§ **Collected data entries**
-.-.-
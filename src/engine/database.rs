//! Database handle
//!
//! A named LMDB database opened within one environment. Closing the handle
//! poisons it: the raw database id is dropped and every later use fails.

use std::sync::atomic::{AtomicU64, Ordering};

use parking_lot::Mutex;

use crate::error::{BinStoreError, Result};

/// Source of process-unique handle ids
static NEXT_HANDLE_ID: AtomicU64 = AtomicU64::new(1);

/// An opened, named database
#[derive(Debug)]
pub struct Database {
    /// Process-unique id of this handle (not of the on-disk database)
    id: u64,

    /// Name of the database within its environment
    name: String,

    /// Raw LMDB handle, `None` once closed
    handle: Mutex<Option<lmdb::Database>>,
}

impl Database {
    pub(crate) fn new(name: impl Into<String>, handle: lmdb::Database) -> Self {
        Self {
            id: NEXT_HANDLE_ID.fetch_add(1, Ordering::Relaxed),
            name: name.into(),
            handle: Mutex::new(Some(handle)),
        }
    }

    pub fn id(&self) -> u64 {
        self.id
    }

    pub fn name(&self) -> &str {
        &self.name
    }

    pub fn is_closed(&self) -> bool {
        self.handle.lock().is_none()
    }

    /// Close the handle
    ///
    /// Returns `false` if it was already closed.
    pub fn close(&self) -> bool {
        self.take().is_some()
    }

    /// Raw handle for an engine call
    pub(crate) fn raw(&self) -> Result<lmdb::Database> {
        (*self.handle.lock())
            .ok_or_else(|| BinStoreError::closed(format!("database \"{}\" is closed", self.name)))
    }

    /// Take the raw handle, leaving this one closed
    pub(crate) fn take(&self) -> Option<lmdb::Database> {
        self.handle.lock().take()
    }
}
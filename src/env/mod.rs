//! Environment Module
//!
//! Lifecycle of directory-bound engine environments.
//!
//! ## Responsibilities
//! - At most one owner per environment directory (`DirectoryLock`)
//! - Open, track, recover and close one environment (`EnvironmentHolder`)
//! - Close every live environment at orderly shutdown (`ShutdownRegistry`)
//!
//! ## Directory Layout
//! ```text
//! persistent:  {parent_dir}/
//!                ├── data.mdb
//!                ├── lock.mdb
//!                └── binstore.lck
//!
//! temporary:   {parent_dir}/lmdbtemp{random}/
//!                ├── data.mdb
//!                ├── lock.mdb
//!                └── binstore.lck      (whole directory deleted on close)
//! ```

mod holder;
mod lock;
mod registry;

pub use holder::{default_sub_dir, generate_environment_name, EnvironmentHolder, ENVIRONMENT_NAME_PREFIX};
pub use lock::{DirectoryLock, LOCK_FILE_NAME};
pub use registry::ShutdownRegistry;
-.-.-
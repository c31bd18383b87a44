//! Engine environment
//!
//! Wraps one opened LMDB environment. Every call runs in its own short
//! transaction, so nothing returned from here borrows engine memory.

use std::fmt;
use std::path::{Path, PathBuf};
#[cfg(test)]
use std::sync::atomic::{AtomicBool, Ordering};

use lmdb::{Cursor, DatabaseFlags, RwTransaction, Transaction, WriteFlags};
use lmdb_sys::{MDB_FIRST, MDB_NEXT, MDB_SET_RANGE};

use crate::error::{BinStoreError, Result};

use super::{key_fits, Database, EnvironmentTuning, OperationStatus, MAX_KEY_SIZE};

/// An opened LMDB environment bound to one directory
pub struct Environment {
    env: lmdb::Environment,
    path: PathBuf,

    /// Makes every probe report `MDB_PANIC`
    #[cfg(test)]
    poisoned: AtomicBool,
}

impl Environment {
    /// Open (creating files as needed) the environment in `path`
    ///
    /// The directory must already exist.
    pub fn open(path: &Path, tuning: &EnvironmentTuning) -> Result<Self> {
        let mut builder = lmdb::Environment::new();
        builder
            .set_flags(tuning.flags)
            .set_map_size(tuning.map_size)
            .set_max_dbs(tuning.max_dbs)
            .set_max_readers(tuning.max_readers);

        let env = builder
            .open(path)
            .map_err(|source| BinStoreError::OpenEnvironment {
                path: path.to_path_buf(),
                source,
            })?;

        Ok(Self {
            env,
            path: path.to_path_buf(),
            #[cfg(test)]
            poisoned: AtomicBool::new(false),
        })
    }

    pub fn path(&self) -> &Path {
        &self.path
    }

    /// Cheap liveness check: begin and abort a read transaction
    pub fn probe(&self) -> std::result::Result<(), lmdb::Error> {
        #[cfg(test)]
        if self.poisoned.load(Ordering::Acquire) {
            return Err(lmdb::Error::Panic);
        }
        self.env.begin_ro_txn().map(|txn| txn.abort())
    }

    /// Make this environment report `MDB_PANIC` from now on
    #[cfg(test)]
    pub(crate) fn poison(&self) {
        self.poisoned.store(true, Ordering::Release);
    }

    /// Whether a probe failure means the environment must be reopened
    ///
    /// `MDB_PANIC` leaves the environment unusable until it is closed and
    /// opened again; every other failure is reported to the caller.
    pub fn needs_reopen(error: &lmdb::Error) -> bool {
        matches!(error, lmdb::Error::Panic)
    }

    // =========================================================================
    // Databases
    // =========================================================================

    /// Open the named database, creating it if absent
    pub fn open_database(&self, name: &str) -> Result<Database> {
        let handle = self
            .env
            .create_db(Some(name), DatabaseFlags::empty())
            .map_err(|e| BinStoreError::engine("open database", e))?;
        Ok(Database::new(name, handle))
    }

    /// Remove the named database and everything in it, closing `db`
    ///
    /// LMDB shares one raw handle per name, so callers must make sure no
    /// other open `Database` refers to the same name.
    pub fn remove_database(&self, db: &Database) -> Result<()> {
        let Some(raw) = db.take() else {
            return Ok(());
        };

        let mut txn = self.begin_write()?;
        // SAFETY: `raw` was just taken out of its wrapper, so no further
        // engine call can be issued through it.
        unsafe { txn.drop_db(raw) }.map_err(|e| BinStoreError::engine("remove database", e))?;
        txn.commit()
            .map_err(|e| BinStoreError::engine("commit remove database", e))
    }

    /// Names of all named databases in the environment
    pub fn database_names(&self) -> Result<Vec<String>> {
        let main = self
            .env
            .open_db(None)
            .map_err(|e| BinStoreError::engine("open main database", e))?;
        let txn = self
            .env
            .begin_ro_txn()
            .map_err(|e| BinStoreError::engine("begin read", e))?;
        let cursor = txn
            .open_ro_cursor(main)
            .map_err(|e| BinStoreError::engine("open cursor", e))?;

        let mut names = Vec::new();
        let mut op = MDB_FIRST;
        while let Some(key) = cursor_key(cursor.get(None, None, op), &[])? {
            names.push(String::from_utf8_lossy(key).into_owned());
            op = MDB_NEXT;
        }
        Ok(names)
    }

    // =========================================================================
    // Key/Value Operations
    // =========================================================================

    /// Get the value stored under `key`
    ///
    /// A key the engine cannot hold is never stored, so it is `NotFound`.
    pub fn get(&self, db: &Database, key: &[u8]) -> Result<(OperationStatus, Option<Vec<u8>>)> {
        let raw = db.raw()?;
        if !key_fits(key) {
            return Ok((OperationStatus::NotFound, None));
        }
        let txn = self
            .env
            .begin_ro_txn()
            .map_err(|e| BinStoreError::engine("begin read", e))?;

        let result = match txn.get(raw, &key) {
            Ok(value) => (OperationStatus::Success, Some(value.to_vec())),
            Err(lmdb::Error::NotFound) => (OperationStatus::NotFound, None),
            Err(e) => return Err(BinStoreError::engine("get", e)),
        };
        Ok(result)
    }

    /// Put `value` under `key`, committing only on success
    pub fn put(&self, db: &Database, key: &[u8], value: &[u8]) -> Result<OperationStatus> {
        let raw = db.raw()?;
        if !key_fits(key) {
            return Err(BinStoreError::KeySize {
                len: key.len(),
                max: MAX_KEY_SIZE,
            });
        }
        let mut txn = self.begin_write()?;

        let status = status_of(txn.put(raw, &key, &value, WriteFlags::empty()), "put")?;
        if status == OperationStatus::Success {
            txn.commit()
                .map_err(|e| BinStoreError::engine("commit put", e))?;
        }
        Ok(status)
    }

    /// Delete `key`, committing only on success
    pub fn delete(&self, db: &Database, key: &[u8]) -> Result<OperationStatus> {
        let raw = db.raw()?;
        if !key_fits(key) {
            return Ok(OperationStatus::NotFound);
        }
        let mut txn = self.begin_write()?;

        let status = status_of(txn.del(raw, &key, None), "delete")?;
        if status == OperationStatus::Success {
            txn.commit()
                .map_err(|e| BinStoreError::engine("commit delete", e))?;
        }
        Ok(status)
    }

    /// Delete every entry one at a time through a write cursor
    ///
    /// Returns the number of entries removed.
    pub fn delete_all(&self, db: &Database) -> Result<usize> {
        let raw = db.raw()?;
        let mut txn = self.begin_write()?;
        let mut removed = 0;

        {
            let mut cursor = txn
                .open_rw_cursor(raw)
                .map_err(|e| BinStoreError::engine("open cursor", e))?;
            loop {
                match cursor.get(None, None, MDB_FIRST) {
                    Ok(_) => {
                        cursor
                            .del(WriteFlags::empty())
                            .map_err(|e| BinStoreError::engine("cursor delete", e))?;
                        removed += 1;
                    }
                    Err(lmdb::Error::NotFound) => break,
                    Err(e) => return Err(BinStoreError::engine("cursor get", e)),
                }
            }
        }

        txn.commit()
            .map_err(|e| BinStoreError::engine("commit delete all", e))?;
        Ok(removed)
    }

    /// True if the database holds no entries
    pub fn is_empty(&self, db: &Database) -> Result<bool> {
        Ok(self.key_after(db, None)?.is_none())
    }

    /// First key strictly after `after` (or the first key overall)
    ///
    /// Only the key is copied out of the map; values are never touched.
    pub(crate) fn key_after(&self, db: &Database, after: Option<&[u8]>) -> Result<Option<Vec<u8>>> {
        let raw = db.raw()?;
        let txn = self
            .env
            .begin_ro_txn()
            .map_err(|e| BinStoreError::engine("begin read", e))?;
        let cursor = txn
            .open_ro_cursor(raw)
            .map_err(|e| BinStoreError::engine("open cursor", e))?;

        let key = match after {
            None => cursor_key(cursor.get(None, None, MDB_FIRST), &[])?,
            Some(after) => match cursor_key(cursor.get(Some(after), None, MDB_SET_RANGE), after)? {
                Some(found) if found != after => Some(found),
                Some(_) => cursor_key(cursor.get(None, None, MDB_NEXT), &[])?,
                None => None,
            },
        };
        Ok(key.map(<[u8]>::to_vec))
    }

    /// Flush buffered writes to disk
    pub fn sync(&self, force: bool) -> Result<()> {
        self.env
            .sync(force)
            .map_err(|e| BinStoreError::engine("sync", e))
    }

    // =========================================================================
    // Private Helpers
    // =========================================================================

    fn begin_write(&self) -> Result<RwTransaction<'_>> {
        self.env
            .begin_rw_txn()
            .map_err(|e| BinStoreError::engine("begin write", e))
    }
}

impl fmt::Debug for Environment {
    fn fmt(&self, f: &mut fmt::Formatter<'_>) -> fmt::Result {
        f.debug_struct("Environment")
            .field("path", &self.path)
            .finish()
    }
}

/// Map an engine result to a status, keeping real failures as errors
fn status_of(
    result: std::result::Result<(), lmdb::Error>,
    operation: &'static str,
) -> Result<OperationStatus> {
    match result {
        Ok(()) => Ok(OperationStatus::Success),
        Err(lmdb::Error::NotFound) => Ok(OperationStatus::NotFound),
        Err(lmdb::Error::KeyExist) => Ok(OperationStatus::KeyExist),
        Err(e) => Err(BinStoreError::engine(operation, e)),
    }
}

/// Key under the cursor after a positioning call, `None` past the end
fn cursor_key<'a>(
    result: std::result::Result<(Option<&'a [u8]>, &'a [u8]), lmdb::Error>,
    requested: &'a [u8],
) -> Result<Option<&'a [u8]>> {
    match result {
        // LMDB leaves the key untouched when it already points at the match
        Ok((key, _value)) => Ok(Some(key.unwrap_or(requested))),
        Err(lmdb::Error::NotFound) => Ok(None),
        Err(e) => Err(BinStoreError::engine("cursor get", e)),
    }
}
-.-.-
§ **Assigned task**
If a line in the records contains the string "path", copy it out.

§ **Solution for this task**
use std::path::{Path, PathBuf};
    path: PathBuf,
    /// Open (creating files as needed) the environment in `path`
    pub fn open(path: &Path, tuning: &EnvironmentTuning) -> Result<Self> {
            .open(path)
                path: path.to_path_buf(),
            path: path.to_path_buf(),
    pub fn path(&self) -> &Path {
        &self.path
            .field("path", &self.path)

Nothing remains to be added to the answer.